The whistleblower says that while wasteful expenditure includes overspending linked to negligence and incompetence, irregular expenditure implies “probable deliberate wrongdoing”.
In other words, hands in the taxpayer cookie jar which was basically a free-for-all with little to no repercussions:
…the [Special Investigating Unit] had conducted a number of investigations of their own…
Upon completion, the SIU has since made referrals to the National Prosecution Authority for fraud, corruption and money laundering of 57 individuals and entities. Furthermore, five disciplinary referrals to the entity have been made and 45 administrative action applications have been made for placing the implicated entities and individuals on the National Treasury database of restricted suppliers.
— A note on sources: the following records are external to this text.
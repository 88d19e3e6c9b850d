// ABOUTME: Bounded in-memory store of rendered thumbnails keyed by source path
// ABOUTME: Delegates overflow handling to a pluggable eviction policy

use lru::LruCache;
use parking_lot::{Mutex, RwLock};
use std::collections::HashMap;

/// Decides what to drop when a new key arrives at a full cache.
///
/// Hooks run while the cache holds its own lock, so implementations only
/// need interior mutability for their bookkeeping.
pub trait EvictionPolicy: Send + Sync {
    fn name(&self) -> &'static str;

    /// Free space in `entries`, which holds at least `capacity` items
    fn make_room(&self, entries: &mut HashMap<String, String>, capacity: usize);

    fn on_access(&self, _key: &str) {}

    fn on_insert(&self, _key: &str) {}

    fn on_remove(&self, _key: &str) {}

    fn on_clear(&self) {}
}

/// Drops every entry once the cache is full.
///
/// Only consulted for a new key. Re-inserting a key that is already cached
/// replaces its value in place, so a full cache is not cleared by a refresh.
#[derive(Debug, Clone, Copy, Default)]
pub struct ClearOnOverflow;

impl EvictionPolicy for ClearOnOverflow {
    fn name(&self) -> &'static str {
        "clear-on-overflow"
    }

    fn make_room(&self, entries: &mut HashMap<String, String>, capacity: usize) {
        if entries.len() >= capacity {
            log::debug!("Thumbnail cache full ({} entries), clearing", entries.len());
            entries.clear();
        }
    }
}

/// Drops the least recently used entries one at a time.
#[derive(Debug)]
pub struct LeastRecentlyUsed {
    order: Mutex<LruCache<String, ()>>,
}

impl LeastRecentlyUsed {
    pub fn new() -> Self {
        Self {
            order: Mutex::new(LruCache::unbounded()),
        }
    }
}

impl Default for LeastRecentlyUsed {
    fn default() -> Self {
        Self::new()
    }
}

impl EvictionPolicy for LeastRecentlyUsed {
    fn name(&self) -> &'static str {
        "lru"
    }

    fn make_room(&self, entries: &mut HashMap<String, String>, capacity: usize) {
        let mut order = self.order.lock();
        while entries.len() >= capacity {
            match order.pop_lru() {
                Some((key, ())) => {
                    log::debug!("Evicting least recently used thumbnail: {}", key);
                    entries.remove(&key);
                }
                None => {
                    entries.clear();
                    break;
                }
            }
        }
    }

    fn on_access(&self, key: &str) {
        self.order.lock().promote(key);
    }

    fn on_insert(&self, key: &str) {
        self.order.lock().put(key.to_string(), ());
    }

    fn on_remove(&self, key: &str) {
        self.order.lock().pop(key);
    }

    fn on_clear(&self) {
        self.order.lock().clear();
    }
}

#[derive(Debug, Clone, PartialEq, Eq)]
pub struct CacheStats {
    pub capacity: usize,
    pub size: usize,
    pub policy: &'static str,
}

pub struct ThumbnailCache {
    entries: RwLock<HashMap<String, String>>,
    capacity: usize,
    policy: Box<dyn EvictionPolicy>,
}

impl ThumbnailCache {
    /// Cache with the default clear-on-overflow policy; capacity is at least 1
    pub fn new(capacity: usize) -> Self {
        Self::with_policy(capacity, Box::new(ClearOnOverflow))
    }

    pub fn with_policy(capacity: usize, policy: Box<dyn EvictionPolicy>) -> Self {
        Self {
            entries: RwLock::new(HashMap::new()),
            capacity: capacity.max(1),
            policy,
        }
    }

    pub fn get(&self, key: &str) -> Option<String> {
        let entries = self.entries.read();
        let value = entries.get(key).cloned();
        if value.is_some() {
            self.policy.on_access(key);
        }
        value
    }

    /// Store `value` under `key`.
    ///
    /// The capacity check and the eviction policy run only for a key not
    /// already present. An existing key has its value replaced without
    /// evicting anything, and the policy still sees it as freshly used.
    pub fn insert(&self, key: &str, value: String) {
        let mut entries = self.entries.write();
        if !entries.contains_key(key) && entries.len() >= self.capacity {
            let before = entries.len();
            self.policy.make_room(&mut entries, self.capacity);
            if entries.is_empty() && before > 0 {
                self.policy.on_clear();
            }
        }
        entries.insert(key.to_string(), value);
        self.policy.on_insert(key);
    }

    pub fn remove(&self, key: &str) -> Option<String> {
        let removed = self.entries.write().remove(key);
        if removed.is_some() {
            self.policy.on_remove(key);
        }
        removed
    }

    pub fn clear(&self) {
        let mut entries = self.entries.write();
        entries.clear();
        self.policy.on_clear();
    }

    pub fn contains(&self, key: &str) -> bool {
        self.entries.read().contains_key(key)
    }

    pub fn len(&self) -> usize {
        self.entries.read().len()
    }

    pub fn is_empty(&self) -> bool {
        self.entries.read().is_empty()
    }

    pub fn capacity(&self) -> usize {
        self.capacity
    }

    pub fn policy_name(&self) -> &'static str {
        self.policy.name()
    }

    pub fn stats(&self) -> CacheStats {
        CacheStats {
            capacity: self.capacity,
            size: self.len(),
            policy: self.policy.name(),
        }
    }
}

impl std::fmt::Debug for ThumbnailCache {
    fn fmt(&self, f: &mut std::fmt::Formatter<'_>) -> std::fmt::Result {
        f.debug_struct("ThumbnailCache")
            .field("size", &self.len())
            .field("capacity", &self.capacity)
            .field("policy", &self.policy.name())
            .finish()
    }
}
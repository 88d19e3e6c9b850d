// ABOUTME: Unicode half-block mosaic renderer with 24-bit color and monochrome modes
// ABOUTME: Packs two vertically stacked pixels into every character cell

use super::scaling::{self, pixel_box};
use super::{CellSize, GraphicsProtocol, ImageRenderer};
use crate::constants::mosaic::{
    EMPTY, FULL_BLOCK, LOWER_HALF, LUMINANCE_THRESHOLD, RESET, UPPER_HALF,
};
use crate::error::Result;
use image::{DynamicImage, Rgb};

#[derive(Debug, Clone)]
pub struct HalfBlockRenderer {
    size: CellSize,
    colored: bool,
}

impl HalfBlockRenderer {
    pub fn new(width: u32, height: u32, colored: bool) -> Self {
        Self {
            size: CellSize::new(width, height),
            colored,
        }
    }

    pub fn is_colored(&self) -> bool {
        self.colored
    }
}

impl ImageRenderer for HalfBlockRenderer {
    fn protocol(&self) -> GraphicsProtocol {
        GraphicsProtocol::HalfBlock
    }

    fn render_image(&self, img: &DynamicImage) -> Result<String> {
        let target = pixel_box(GraphicsProtocol::HalfBlock, self.size.width, self.size.height);
        let pixels = scaling::fill_exact(img, target).to_rgb8();

        let mut lines = Vec::with_capacity(self.size.height as usize);
        for row in 0..self.size.height {
            let mut line = String::new();
            for col in 0..self.size.width {
                let top = pixels.get_pixel(col, row * 2);
                let bottom = pixels.get_pixel(col, row * 2 + 1);

                if self.colored {
                    push_colored_cell(&mut line, top, bottom);
                } else {
                    line.push(monochrome_glyph(top, bottom));
                }
            }
            if self.colored {
                line.push_str(RESET);
            }
            lines.push(line);
        }

        Ok(lines.join("\n"))
    }

    fn dimensions(&self) -> (u32, u32) {
        (self.size.width, self.size.height)
    }

    fn set_dimensions(&mut self, width: u32, height: u32) {
        self.size.update(width, height);
    }

    fn set_colored(&mut self, colored: bool) {
        self.colored = colored;
    }
}

/// Foreground paints the top half, background the bottom half
fn push_colored_cell(line: &mut String, top: &Rgb<u8>, bottom: &Rgb<u8>) {
    line.push_str(&format!(
        "\x1b[38;2;{};{};{}m\x1b[48;2;{};{};{}m{}",
        top[0], top[1], top[2], bottom[0], bottom[1], bottom[2], UPPER_HALF
    ));
}

/// Rec. 601 luma on the 0-255 scale
pub fn luminance(pixel: &Rgb<u8>) -> f32 {
    0.299 * pixel[0] as f32 + 0.587 * pixel[1] as f32 + 0.114 * pixel[2] as f32
}

/// Glyph for a cell whose halves are either bright or dark
pub fn monochrome_glyph(top: &Rgb<u8>, bottom: &Rgb<u8>) -> char {
    let top_bright = luminance(top) >= LUMINANCE_THRESHOLD;
    let bottom_bright = luminance(bottom) >= LUMINANCE_THRESHOLD;

    match (top_bright, bottom_bright) {
        (true, true) => EMPTY,
        (false, false) => FULL_BLOCK,
        (true, false) => UPPER_HALF,
        (false, true) => LOWER_HALF,
    }
}
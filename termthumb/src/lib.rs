// ABOUTME: Library exports for terminal thumbnail rendering
// ABOUTME: Capability detection, four protocol renderers, and a caching thumbnail generator

pub mod config;
pub mod constants;
pub mod error;
pub mod protocols;
pub mod thumbnail;

pub use config::{EvictionKind, RenderConfig, ThumbnailSettings};
pub use error::{Result, ThumbnailError};
pub use protocols::{
    AsciiRenderer, CapabilityDetector, GraphicsProtocol, HalfBlockRenderer, ImageRenderer,
    KittyRenderer, Renderer, SixelRenderer, TerminalEnv,
};
pub use thumbnail::{
    CacheStats, ClearOnOverflow, EvictionPolicy, LeastRecentlyUsed, ThumbnailCache,
    ThumbnailGenerator,
};
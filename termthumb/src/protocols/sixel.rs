// ABOUTME: Sixel palette raster renderer with optional Floyd-Steinberg dithering
// ABOUTME: Quantizes to a fixed 256-color palette and emits run-length encoded six-pixel bands

use super::scaling::{self, pixel_box};
use super::{CellSize, GraphicsProtocol, ImageRenderer};
use crate::error::{Result, ThumbnailError};
use image::imageops::{self, ColorMap};
use image::{DynamicImage, GrayImage, Rgb, RgbImage};

const CUBE_LEVELS: [u8; 6] = [0, 95, 135, 175, 215, 255];
const CUBE_SIZE: usize = 216;
const GRAY_STEPS: usize = 40;
pub const PALETTE_SIZE: usize = CUBE_SIZE + GRAY_STEPS;

/// Sixel only ever shrinks images; sources smaller than the box keep native resolution.
#[derive(Debug, Clone)]
pub struct SixelRenderer {
    size: CellSize,
    dithering: bool,
}

impl SixelRenderer {
    pub fn new(width: u32, height: u32) -> Self {
        Self {
            size: CellSize::new(width, height),
            dithering: true,
        }
    }

    pub fn with_dithering(mut self, dithering: bool) -> Self {
        self.dithering = dithering;
        self
    }

    pub fn dithering(&self) -> bool {
        self.dithering
    }
}

impl ImageRenderer for SixelRenderer {
    fn protocol(&self) -> GraphicsProtocol {
        GraphicsProtocol::Sixel
    }

    fn render_image(&self, img: &DynamicImage) -> Result<String> {
        let target = pixel_box(GraphicsProtocol::Sixel, self.size.width, self.size.height);
        let scaled = scaling::downscale_only(img, target);
        encode_sixel(&scaled.to_rgb8(), self.dithering)
    }

    fn dimensions(&self) -> (u32, u32) {
        (self.size.width, self.size.height)
    }

    fn set_dimensions(&mut self, width: u32, height: u32) {
        self.size.update(width, height);
    }
}

/// xterm-style palette: a 6x6x6 color cube followed by a 40-step gray ramp.
#[derive(Debug, Clone, Copy, Default)]
pub struct SixelPalette;

impl SixelPalette {
    pub fn color(&self, index: usize) -> Option<Rgb<u8>> {
        if index < CUBE_SIZE {
            Some(Rgb([
                CUBE_LEVELS[index / 36],
                CUBE_LEVELS[(index / 6) % 6],
                CUBE_LEVELS[index % 6],
            ]))
        } else if index < PALETTE_SIZE {
            let v = gray_value(index - CUBE_SIZE);
            Some(Rgb([v, v, v]))
        } else {
            None
        }
    }

    pub fn nearest(&self, color: &Rgb<u8>) -> usize {
        let [r, g, b] = color.0;
        let cube = nearest_level(r) * 36 + nearest_level(g) * 6 + nearest_level(b);

        let average = (r as usize + g as usize + b as usize) / 3;
        let gray = CUBE_SIZE + (average * (GRAY_STEPS - 1) + 127) / 255;

        let cube_distance = self.color(cube).map_or(u32::MAX, |c| distance(&c, color));
        let gray_distance = self.color(gray).map_or(u32::MAX, |c| distance(&c, color));

        if gray_distance < cube_distance {
            gray
        } else {
            cube
        }
    }
}

impl ColorMap for SixelPalette {
    type Color = Rgb<u8>;

    fn index_of(&self, color: &Rgb<u8>) -> usize {
        self.nearest(color)
    }

    fn lookup(&self, index: usize) -> Option<Rgb<u8>> {
        self.color(index)
    }

    fn has_lookup(&self) -> bool {
        true
    }

    fn map_color(&self, color: &mut Rgb<u8>) {
        if let Some(mapped) = self.color(self.nearest(color)) {
            *color = mapped;
        }
    }
}

fn gray_value(step: usize) -> u8 {
    (step * 255 / (GRAY_STEPS - 1)) as u8
}

fn nearest_level(value: u8) -> usize {
    CUBE_LEVELS
        .iter()
        .enumerate()
        .min_by_key(|(_, level)| (**level as i32 - value as i32).abs())
        .map(|(i, _)| i)
        .unwrap_or(0)
}

fn distance(a: &Rgb<u8>, b: &Rgb<u8>) -> u32 {
    a.0.iter()
        .zip(b.0.iter())
        .map(|(x, y)| {
            let d = *x as i32 - *y as i32;
            (d * d) as u32
        })
        .sum()
}

fn percent(value: u8) -> u32 {
    (value as u32 * 100 + 127) / 255
}

/// Palette index for every pixel
fn quantize(img: &RgbImage, dithering: bool) -> GrayImage {
    let palette = SixelPalette;
    if dithering {
        let mut dithered = img.clone();
        imageops::dither(&mut dithered, &palette);
        imageops::index_colors(&dithered, &palette)
    } else {
        imageops::index_colors(img, &palette)
    }
}

fn push_run_length(out: &mut String, bits: &[u8]) {
    let mut i = 0;
    while i < bits.len() {
        let value = bits[i];
        let mut run = 1;
        while i + run < bits.len() && bits[i + run] == value {
            run += 1;
        }

        let ch = (value + 63) as char;
        if run > 3 {
            out.push_str(&format!("!{}{}", run, ch));
        } else {
            for _ in 0..run {
                out.push(ch);
            }
        }
        i += run;
    }
}

/// Encode an RGB image as a complete DCS sixel sequence
pub fn encode_sixel(img: &RgbImage, dithering: bool) -> Result<String> {
    let (width, height) = img.dimensions();
    if width == 0 || height == 0 {
        return Err(ThumbnailError::EncodeFailure(format!(
            "Cannot encode a {}x{} image as sixel",
            width, height
        )));
    }

    let indices = quantize(img, dithering);
    let palette = SixelPalette;

    let mut used = [false; PALETTE_SIZE];
    for pixel in indices.pixels() {
        used[pixel[0] as usize] = true;
    }

    let mut out = String::new();
    out.push_str("\x1bPq");
    out.push_str(&format!("\"1;1;{};{}", width, height));

    for index in (0..PALETTE_SIZE).filter(|i| used[*i]) {
        let color = palette.color(index).ok_or_else(|| {
            ThumbnailError::EncodeFailure(format!("Palette index {} out of range", index))
        })?;
        out.push_str(&format!(
            "#{};2;{};{};{}",
            index,
            percent(color[0]),
            percent(color[1]),
            percent(color[2])
        ));
    }

    let mut bits = vec![0u8; width as usize];
    for band_top in (0..height).step_by(6) {
        let band_height = (height - band_top).min(6);

        let mut band_colors = [false; PALETTE_SIZE];
        for y in band_top..band_top + band_height {
            for x in 0..width {
                band_colors[indices.get_pixel(x, y)[0] as usize] = true;
            }
        }

        let mut first = true;
        for color in (0..PALETTE_SIZE).filter(|c| band_colors[*c]) {
            bits.fill(0);
            for dy in 0..band_height {
                for x in 0..width {
                    if indices.get_pixel(x, band_top + dy)[0] as usize == color {
                        bits[x as usize] |= 1 << dy;
                    }
                }
            }

            // `$` returns to the start of the band for the next color
            if !first {
                out.push('$');
            }
            first = false;

            out.push_str(&format!("#{}", color));
            push_run_length(&mut out, &bits);
        }

        if band_top + band_height < height {
            out.push('-');
        }
    }

    out.push_str("\x1b\\");
    Ok(out)
}

#[cfg(test)]
mod tests {
    use super::*;

    fn solid(width: u32, height: u32, color: [u8; 3]) -> RgbImage {
        RgbImage::from_pixel(width, height, Rgb(color))
    }

    #[test]
    fn test_palette_lookup() {
        let palette = SixelPalette;
        assert_eq!(palette.color(0), Some(Rgb([0, 0, 0])));
        assert_eq!(palette.color(215), Some(Rgb([255, 255, 255])));
        assert_eq!(palette.color(CUBE_SIZE + 1), Some(Rgb([6, 6, 6])));
        assert_eq!(palette.color(PALETTE_SIZE), None);
    }

    #[test]
    fn test_nearest_prefers_exact_entries() {
        let palette = SixelPalette;
        assert_eq!(palette.nearest(&Rgb([255, 0, 0])), 180);
        assert_eq!(palette.nearest(&Rgb([0, 0, 255])), 5);

        let mid_gray = palette.nearest(&Rgb([128, 128, 128]));
        assert!(mid_gray >= CUBE_SIZE);
    }

    #[test]
    fn test_run_length_encoding() {
        let mut out = String::new();
        push_run_length(&mut out, &[15, 15, 15, 15, 15, 0, 0, 63]);
        assert_eq!(out, "!5N??~");
    }

    #[test]
    fn test_encode_solid_block() {
        let output = encode_sixel(&solid(4, 4, [255, 0, 0]), false).unwrap();

        assert!(output.starts_with("\x1bPq\"1;1;4;4"));
        assert!(output.contains("#180;2;100;0;0"));
        // Rows 0-3 set in every column: 0b001111 + 63 = 'N'
        assert!(output.contains("#180!4N"));
        assert!(output.ends_with("\x1b\\"));
        assert!(!output.contains('-'));
    }

    #[test]
    fn test_encode_multiple_bands() {
        let output = encode_sixel(&solid(2, 7, [0, 0, 0]), true).unwrap();
        assert_eq!(output.matches('-').count(), 1);
    }

    #[test]
    fn test_encode_two_colors_share_a_band() {
        let mut img = solid(2, 2, [255, 255, 255]);
        img.put_pixel(0, 0, Rgb([0, 0, 0]));
        let output = encode_sixel(&img, false).unwrap();

        assert!(output.contains("#0;2;0;0;0"));
        assert!(output.contains("#215;2;100;100;100"));
        assert!(output.contains('$'));
    }

    #[test]
    fn test_empty_image_is_encode_failure() {
        assert!(matches!(
            encode_sixel(&RgbImage::new(0, 0), true),
            Err(ThumbnailError::EncodeFailure(_))
        ));
    }

    #[test]
    fn test_small_source_is_not_upscaled() {
        let img = DynamicImage::ImageRgb8(solid(4, 4, [0, 255, 0]));
        let output = SixelRenderer::new(40, 20).render_image(&img).unwrap();
        assert!(output.contains("\"1;1;4;4"));
    }

    #[test]
    fn test_large_source_is_downscaled() {
        let img = DynamicImage::ImageRgb8(solid(1000, 1000, [0, 255, 0]));
        let output = SixelRenderer::new(10, 5).render_image(&img).unwrap();
        assert!(output.contains("\"1;1;100;100"));
    }

    #[test]
    fn test_dithering_toggle() {
        let renderer = SixelRenderer::new(4, 4);
        assert!(renderer.dithering());
        assert!(!renderer.with_dithering(false).dithering());
    }
}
After spending in excess of R36 million to investigate these matters, the disciplinary committee was closed down.
Go ahead and add a few more zeros to that wasteful expenditure figure, would you?
No doubt, when pressed for comment, President Cyril Ramaphosa will say he’s shocked. It’s his go-to response these days.
Anybody who expected Sisulu, who is deeply entrenched in the ANC RET faction, to come down hard on those likely to back a potential shot at ANC presidential candidacy hasn’t been paying attention.
She’s now serving as our Minister of Tourism – another wonderful example of the ANC ‘fail upwards’ policy – so best we keep an eye on that department’s balance sheet.
[source:dailymaverick]
[imagesource: Sararat Rangsiwuthaporn] A woman in Thailand, dubbed 'Am Cyanide' by Thai...
[imagesource:renemagritte.org] A René Magritte painting portraying an eerily lighted s...
[imagesource: Alison Botha] Gqeberha rape survivor Alison Botha, a beacon of resilience...
[imagesource:mcqp/facebook] Clutch your pearls for South Africa’s favourite LGBTQIA+ ce...
[imagesource:capetown.gov] The City of Cape Town’s Mayoral Committee has approved the...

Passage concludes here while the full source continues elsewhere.